▶ Description of the task: Whichever lines include the word "after", copy them as they appear in the data.

[[ Data for review open ]]

//! Integration tests for SQLite storage layer
//!
//! Tests database operations using in-memory and on-disk SQLite databases.

use chrono::{Duration, Utc};
use serde_json::json;
use tempfile::TempDir;

use dx_refine::config::{DatabaseConfig, WorkflowConfig};
use dx_refine::engine::{EngineDiagnoses, PatientInfo};
use dx_refine::storage::{Invocation, SessionRecord, SqliteStorage, Storage};
use dx_refine::workflow::{ArchivedDiagnosis, DiagnosisCandidate, DiagnosisWorkflow, SessionContext};

/// Create an in-memory storage instance for testing
async fn create_test_storage() -> SqliteStorage {
    SqliteStorage::new_in_memory()
        .await
        .expect("Failed to create in-memory storage")
}

fn workflow(common: &[&str]) -> DiagnosisWorkflow {
    let initial = EngineDiagnoses {
        disclaimer: "Not medical advice".to_string(),
        common_diagnoses: common
            .iter()
            .map(|n| DiagnosisCandidate::new(*n, "rest", "Medium"))
            .collect(),
        rare_diagnoses: None,
        follow_up_questions: vec!["Any rash?".to_string()],
        conversation_id: Some(4),
    };
    DiagnosisWorkflow::new(
        SessionContext::new(PatientInfo::default()),
        initial,
        &WorkflowConfig::default(),
        Utc::now(),
    )
}

fn archived(name: &str, reason: &str) -> ArchivedDiagnosis {
    ArchivedDiagnosis {
        diagnosis: name.to_string(),
        treatment: "rest".to_string(),
        probability: "Low".to_string(),
        archived_at_epoch_seconds: 1_717_228_800,
        reason: reason.to_string(),
    }
}

async fn saved_session(storage: &SqliteStorage) -> SessionRecord {
    let record = SessionRecord::from_workflow(&workflow(&["A", "B"])).unwrap();
    storage.save_session(&record).await.unwrap();
    record
}

#[cfg(test)]
mod session_tests {
    use super::*;

    #[tokio::test]
    async fn test_save_and_get_session() {
        let storage = create_test_storage().await;
        let record = saved_session(&storage).await;

        let retrieved = storage.get_session(&record.id).await.unwrap();

        assert!(retrieved.is_some(), "Session should exist");
        let retrieved = retrieved.unwrap();
        assert_eq!(retrieved.id, record.id);
        assert_eq!(retrieved.conversation_id, Some(4));
        assert_eq!(retrieved.phase, "initial");
        assert_eq!(retrieved.round_index, 0);
        assert_eq!(retrieved.snapshot, record.snapshot);
        assert_eq!(retrieved.to_workflow().unwrap(), record.to_workflow().unwrap());
    }

    #[tokio::test]
    async fn test_get_nonexistent_session() {
        let storage = create_test_storage().await;

        let result = storage.get_session("nonexistent-id").await.unwrap();

        assert!(
            result.is_none(),
            "Should return None for nonexistent session"
        );
    }

    #[tokio::test]
    async fn test_save_session_upserts() {
        let storage = create_test_storage().await;
        let record = saved_session(&storage).await;

        let mut updated = record.clone();
        updated.phase = "terminal".to_string();
        updated.round_index = 3;
        updated.final_diagnosis = Some("A".to_string());
        updated.created_at = record.created_at + Duration::hours(1);
        updated.updated_at = record.updated_at + Duration::hours(1);
        storage.save_session(&updated).await.unwrap();

        let retrieved = storage.get_session(&record.id).await.unwrap().unwrap();
        assert_eq!(retrieved.phase, "terminal");
        assert_eq!(retrieved.round_index, 3);
        assert_eq!(retrieved.final_diagnosis.as_deref(), Some("A"));
        assert_eq!(
            retrieved.created_at.timestamp(),
            record.created_at.timestamp(),
            "created_at should survive an upsert"
        );
        assert_eq!(retrieved.updated_at.timestamp(), updated.updated_at.timestamp());
    }

    #[tokio::test]
    async fn test_list_sessions_most_recent_first() {
        let storage = create_test_storage().await;

        let mut older = SessionRecord::from_workflow(&workflow(&["A", "B"])).unwrap();
        older.updated_at = Utc::now() - Duration::hours(2);
        let newer = SessionRecord::from_workflow(&workflow(&["C", "D"])).unwrap();
        storage.save_session(&older).await.unwrap();
        storage.save_session(&newer).await.unwrap();

        let sessions = storage.list_sessions(10).await.unwrap();
        assert_eq!(sessions.len(), 2);
        assert_eq!(sessions[0].id, newer.id);
        assert_eq!(sessions[1].id, older.id);

        let limited = storage.list_sessions(1).await.unwrap();
        assert_eq!(limited.len(), 1);
    }
}

#[cfg(test)]
mod archive_tests {
    use super::*;

    #[tokio::test]
    async fn test_archive_appends_in_order() {
        let storage = create_test_storage().await;
        let record = saved_session(&storage).await;

        storage
            .append_archive(&record.id, &[archived("A", "first"), archived("B", "first")])
            .await
            .unwrap();
        storage
            .append_archive(&record.id, &[archived("C", "second")])
            .await
            .unwrap();

        let archive = storage.get_archive(&record.id).await.unwrap();
        let names: Vec<&str> = archive.iter().map(|a| a.diagnosis.as_str()).collect();
        assert_eq!(names, vec!["A", "B", "C"]);
        assert_eq!(archive[2].reason, "second");
        assert_eq!(archive[0].archived_at_epoch_seconds, 1_717_228_800);
    }

    #[tokio::test]
    async fn test_archive_keeps_duplicates() {
        let storage = create_test_storage().await;
        let record = saved_session(&storage).await;

        storage
            .append_archive(&record.id, &[archived("A", "first")])
            .await
            .unwrap();
        storage
            .append_archive(&record.id, &[archived("A", "first")])
            .await
            .unwrap();

        assert_eq!(storage.get_archive(&record.id).await.unwrap().len(), 2);
    }

    #[tokio::test]
    async fn test_archive_empty_append_is_noop() {
        let storage = create_test_storage().await;
        let record = saved_session(&storage).await;

        storage.append_archive(&record.id, &[]).await.unwrap();

        assert!(storage.get_archive(&record.id).await.unwrap().is_empty());
    }

    #[tokio::test]
    async fn test_archive_is_per_session() {
        let storage = create_test_storage().await;
        let first = saved_session(&storage).await;
        let second = saved_session(&storage).await;

        storage
            .append_archive(&first.id, &[archived("A", "first")])
            .await
            .unwrap();

        assert_eq!(storage.get_archive(&first.id).await.unwrap().len(), 1);
        assert!(storage.get_archive(&second.id).await.unwrap().is_empty());
    }

    #[tokio::test]
    async fn test_save_with_archive_writes_both() {
        let storage = create_test_storage().await;
        let mut record = SessionRecord::from_workflow(&workflow(&["A", "B"])).unwrap();

        storage
            .save_session_with_archive(&record, &[archived("A", "first")])
            .await
            .unwrap();
        record.phase = "terminal".to_string();
        storage
            .save_session_with_archive(&record, &[])
            .await
            .unwrap();

        let loaded = storage.get_session(&record.id).await.unwrap().unwrap();
        assert_eq!(loaded.phase, "terminal");
        assert_eq!(storage.get_archive(&record.id).await.unwrap().len(), 1);
    }

    #[tokio::test]
    async fn test_save_with_archive_rolls_back_session_on_archive_failure() {
        let storage = create_test_storage().await;
        let record = saved_session(&storage).await;

        sqlx::query(
            r#"
            CREATE TRIGGER reject_archive BEFORE INSERT ON archived_diagnoses
            BEGIN
                SELECT RAISE(ABORT, 'archive rejected');
            END
            "#,
        )
        .execute(storage.pool())
        .await
        .unwrap();

        let mut changed = record.clone();
        changed.phase = "terminal".to_string();
        changed.round_index = 3;
        let result = storage
            .save_session_with_archive(&changed, &[archived("A", "first")])
            .await;

        assert!(result.is_err());
        let loaded = storage.get_session(&record.id).await.unwrap().unwrap();
        assert_eq!(loaded.phase, record.phase);
        assert_eq!(loaded.round_index, record.round_index);
        assert!(storage.get_archive(&record.id).await.unwrap().is_empty());
    }

    #[tokio::test]
    async fn test_archive_requires_session() {
        let storage = create_test_storage().await;

        let result = storage
            .append_archive("no-such-session", &[archived("A", "orphan")])
            .await;

        assert!(result.is_err(), "Archive rows need an existing session");
    }
}

#[cfg(test)]
mod invocation_tests {
    use super::*;

    #[tokio::test]
    async fn test_log_and_read_invocations() {
        let storage = create_test_storage().await;
        let record = saved_session(&storage).await;

        let ok = Invocation::new("diagnosis_follow_up", json!({ "session_id": record.id }))
            .with_session(&record.id)
            .with_endpoint("/diagnoses/followup")
            .success(json!({ "outcome": "round_applied" }), 120);
        storage.log_invocation(&ok).await.unwrap();

        let mut failed = Invocation::new("rare_submit_results", json!({}))
            .with_session(&record.id)
            .failure("Request timeout after 30000ms", 30000);
        failed.created_at = ok.created_at + Duration::seconds(1);
        storage.log_invocation(&failed).await.unwrap();

        let invocations = storage.get_session_invocations(&record.id).await.unwrap();
        assert_eq!(invocations.len(), 2);

        assert_eq!(invocations[0].tool_name, "diagnosis_follow_up");
        assert!(invocations[0].success);
        assert_eq!(invocations[0].endpoint.as_deref(), Some("/diagnoses/followup"));
        assert_eq!(invocations[0].output, Some(json!({ "outcome": "round_applied" })));
        assert_eq!(invocations[0].latency_ms, Some(120));

        assert!(!invocations[1].success);
        assert_eq!(
            invocations[1].error.as_deref(),
            Some("Request timeout after 30000ms")
        );
    }

    #[tokio::test]
    async fn test_invocations_for_unknown_session() {
        let storage = create_test_storage().await;

        let invocations = storage.get_session_invocations("missing").await.unwrap();
        assert!(invocations.is_empty());
    }
}

#[cfg(test)]
mod file_database_tests {
    use super::*;

    #[tokio::test]
    async fn test_sessions_survive_reopen() {
        let dir = TempDir::new().unwrap();
        let config = DatabaseConfig {
            path: dir.path().join("nested").join("dx.db"),
            max_connections: 2,
        };

        let id = {
            let storage = SqliteStorage::new(&config).await.unwrap();
            let record = saved_session(&storage).await;
            storage
                .append_archive(&record.id, &[archived("B", "kept")])
                .await
                .unwrap();
            storage.pool().close().await;
            record.id
        };

        let reopened = SqliteStorage::new(&config).await.unwrap();
        let record = reopened.get_session(&id).await.unwrap();
        assert!(record.is_some());
        assert_eq!(reopened.get_archive(&id).await.unwrap().len(), 1);
    }
}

[[ Data for review closed ]]

▶ Solution to this problem:
            .failure("Request timeout after 30000ms", 30000);
            Some("Request timeout after 30000ms")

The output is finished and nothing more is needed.